Just in time for Thanksgiving, Sen. Harry Reid has given us a giant turkey of a health-care bill. At 2,074 pages and more than 370,000 words, it’s officially “scored” as costing $849 billion over 10 years — $400 million per page, or $2.3 million per word.

But that doesn’t come close to measuring its true cost. The bill uses various accounting gimmicks to hide its true cost. For example the bill doesn’t include more than $200 billion needed to prevent a 21 percent cut in Medicare next year. [The CBO “score” actually assumes Reid cuts Medicare 23 percent — Ed.] That cost has been spun off into a separate bill, even though the Senate voted down that approach last month.

Moreover (as Jeffrey H. Anderson notes), much of the spending is back-loaded. The bill doesn’t start spending until 2014, and only costs $9 billion that year. But by 2019, the annual cost hits $196 billion. The minority staff of the Senate Budget Committee reports that, if you factor out all the budget gimmicks and look at the 10 years of actual implementation, the cost is closer to $2.5 trillion. …

much of the cost has simply been shifted from the federal budget onto the backs of workers, businesses and state governments. Judging by previous reforms, as much as 60 percent of the cost won’t show up in government accounting.

To pay for all the new spending, Reid would enact at least 15 new or increased taxes totaling more than $493 billion.

But the cost alone doesn’t begin to describe how intrusive this bill would be for the average American. For instance, it would require everyone to buy a government-designed insurance plan, even if it was more expensive than their current policy. Failure to comply brings a penalty of up to $6,750 for a family of four.

Another provision would mandate that employers provide insurance to their workers. If they fail to do so, and if even a single worker qualified for federal subsidies, the employer could be fined up to $750 per employee. The CBO estimates that those penalties will amount to more than $28 billion.

Unemployment is now 10.2 percent, and the Senate bill will make it more costly to hire workers. And because the penalty only applies in the case of subsidy-eligible workers, it is low-wage and unskilled workers that will suffer the most.

Of course, the plan contains the government-run “public option” that many experts believe will ultimately crowd out private insurers. And don’t be misled by Reid’s “opt-out” provision: It comes with so many restrictions that it will be nearly impossible for a state to actually opt out.

Besides, there won’t be any opting out of the taxes that will ultimately be necessary to pay for it.

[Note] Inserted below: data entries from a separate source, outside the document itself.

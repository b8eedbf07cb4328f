use axum::{
    extract::rejection::{JsonRejection, PathRejection, QueryRejection},
    http::{header, HeaderValue, StatusCode},
    response::{IntoResponse, Response},
    Json,
};
use serde::{Deserialize, Serialize};
use tracing::{error, warn};
use uuid::Uuid;

use crate::Error;

/// API エラー
///
/// すべての非2xxレスポンスはここでProblemドキュメントに変換される。
#[derive(thiserror::Error, Debug)]
pub enum ApiError {
    #[error("Validation failed: {detail}")]
    Validation {
        detail: String,
        errors: Vec<FieldError>,
    },

    #[error("Unauthorized: {0}")]
    Unauthorized(String),

    #[error("Forbidden: {0}")]
    Forbidden(String),

    #[error("Not found: {0}")]
    NotFound(String),

    #[error(transparent)]
    Service(#[from] Error),

    #[error("Internal server error: {0}")]
    Internal(String),
}

impl ApiError {
    pub fn validation(field: impl Into<String>, message: impl Into<String>) -> Self {
        let message = message.into();
        ApiError::Validation {
            detail: message.clone(),
            errors: vec![FieldError {
                field: field.into(),
                message,
            }],
        }
    }

    pub fn status(&self) -> StatusCode {
        match self {
            ApiError::Validation { .. } => StatusCode::BAD_REQUEST,
            ApiError::Unauthorized(_) => StatusCode::UNAUTHORIZED,
            ApiError::Forbidden(_) => StatusCode::FORBIDDEN,
            ApiError::NotFound(_) => StatusCode::NOT_FOUND,
            ApiError::Service(e) => match e {
                Error::NotFound(_) => StatusCode::NOT_FOUND,
                Error::Conflict(_) => StatusCode::CONFLICT,
                Error::Storage(_) | Error::Internal(_) => StatusCode::INTERNAL_SERVER_ERROR,
            },
            ApiError::Internal(_) => StatusCode::INTERNAL_SERVER_ERROR,
        }
    }
}

impl IntoResponse for ApiError {
    fn into_response(self) -> Response {
        let status = self.status();
        let mut problem = Problem::new(status);

        if status.is_server_error() {
            // 内部の詳細はクライアントに返さずログにのみ残す
            let correlation_id = Uuid::new_v4().to_string();
            error!(correlation_id = %correlation_id, error = %self, "request failed");
            problem.correlation_id = Some(correlation_id);
        } else {
            warn!(status = status.as_u16(), error = %self, "request rejected");
            problem.detail = Some(match &self {
                ApiError::Validation { detail, .. } => detail.clone(),
                ApiError::Service(Error::NotFound(msg)) | ApiError::Service(Error::Conflict(msg)) => {
                    msg.clone()
                }
                ApiError::Unauthorized(msg) | ApiError::Forbidden(msg) | ApiError::NotFound(msg) => {
                    msg.clone()
                }
                other => other.to_string(),
            });
            if let ApiError::Validation { errors, .. } = self {
                problem.errors = errors;
            }
        }

        let mut response = (status, Json(problem)).into_response();
        if status == StatusCode::UNAUTHORIZED {
            response
                .headers_mut()
                .insert(header::WWW_AUTHENTICATE, HeaderValue::from_static("Bearer"));
        }
        response
    }
}

/// フィールド単位の検証エラー
#[derive(Debug, Clone, PartialEq, Eq, Serialize, Deserialize)]
pub struct FieldError {
    pub field: String,
    pub message: String,
}

/// エラーレスポンス（Problemドキュメント）
#[derive(Debug, Clone, PartialEq, Eq, Serialize, Deserialize)]
#[serde(rename_all = "camelCase")]
pub struct Problem {
    pub status: u16,

    pub title: String,

    #[serde(default, skip_serializing_if = "Option::is_none")]
    pub detail: Option<String>,

    #[serde(default, skip_serializing_if = "Vec::is_empty")]
    pub errors: Vec<FieldError>,

    #[serde(default, skip_serializing_if = "Option::is_none")]
    pub correlation_id: Option<String>,
}

impl Problem {
    pub fn new(status: StatusCode) -> Self {
        Self {
            status: status.as_u16(),
            title: status.canonical_reason().unwrap_or("Error").to_string(),
            detail: None,
            errors: Vec::new(),
            correlation_id: None,
        }
    }
}

impl From<garde::Report> for ApiError {
    fn from(report: garde::Report) -> Self {
        let errors: Vec<FieldError> = report
            .iter()
            .map(|(path, error)| {
                let field = path.to_string();
                FieldError {
                    field: if field.is_empty() { "body".to_string() } else { field },
                    message: error.message().to_string(),
                }
            })
            .collect();
        ApiError::Validation {
            detail: format!("{} invalid field(s)", errors.len()),
            errors,
        }
    }
}

// フレームワークの拒否はすべて400に正規化する
impl From<JsonRejection> for ApiError {
    fn from(rejection: JsonRejection) -> Self {
        ApiError::validation("body", rejection.body_text())
    }
}

impl From<PathRejection> for ApiError {
    fn from(rejection: PathRejection) -> Self {
        ApiError::validation("tableId", rejection.body_text())
    }
}

impl From<QueryRejection> for ApiError {
    fn from(rejection: QueryRejection) -> Self {
        ApiError::validation("query", rejection.body_text())
    }
}

#[cfg(test)]
mod tests {
    use super::*;

    async fn problem_of(err: ApiError) -> (StatusCode, Problem) {
        let response = err.into_response();
        let status = response.status();
        let bytes = hyper::body::to_bytes(response.into_body()).await.unwrap();
        (status, serde_json::from_slice(&bytes).unwrap())
    }

    #[tokio::test]
    async fn not_found_has_detail() {
        let (status, problem) =
            problem_of(ApiError::Service(Error::NotFound("Table 9 not found".into()))).await;
        assert_eq!(status, StatusCode::NOT_FOUND);
        assert_eq!(problem.status, 404);
        assert_eq!(problem.title, "Not Found");
        assert_eq!(problem.detail.as_deref(), Some("Table 9 not found"));
        assert!(problem.correlation_id.is_none());
    }

    #[tokio::test]
    async fn internal_failure_hides_detail() {
        let (status, problem) =
            problem_of(ApiError::Service(Error::Storage("disk on fire".into()))).await;
        assert_eq!(status, StatusCode::INTERNAL_SERVER_ERROR);
        assert!(problem.detail.is_none());
        let id = problem.correlation_id.expect("correlation id");
        assert!(Uuid::parse_str(&id).is_ok());
    }

    #[tokio::test]
    async fn conflict_maps_to_409() {
        let (status, _) = problem_of(ApiError::Service(Error::Conflict("dup".into()))).await;
        assert_eq!(status, StatusCode::CONFLICT);
    }

    #[tokio::test]
    async fn unauthorized_sets_challenge_header() {
        let response = ApiError::Unauthorized("missing bearer token".into()).into_response();
        assert_eq!(response.status(), StatusCode::UNAUTHORIZED);
        assert_eq!(
            response.headers().get(header::WWW_AUTHENTICATE).unwrap(),
            "Bearer"
        );
    }

    #[tokio::test]
    async fn validation_lists_fields() {
        let (status, problem) = problem_of(ApiError::validation("name", "must not be blank")).await;
        assert_eq!(status, StatusCode::BAD_REQUEST);
        assert_eq!(
            problem.errors,
            vec![FieldError {
                field: "name".into(),
                message: "must not be blank".into()
            }]
        );
    }
}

Finally, the bill sets the stage for government-imposed rationing. If you think the recent controversy over mammograms is something, just wait until the dozens of new boards, commissions and agencies created by this bill get to work. The “reform” also gives the secretary of Health and Human Services broad new powers to determine “quality,” “efficiency” and “appropriate utilization.”

At first, these restrictions would only apply to government programs like Medicare, but they’d create the framework for eventual extension to private insurance.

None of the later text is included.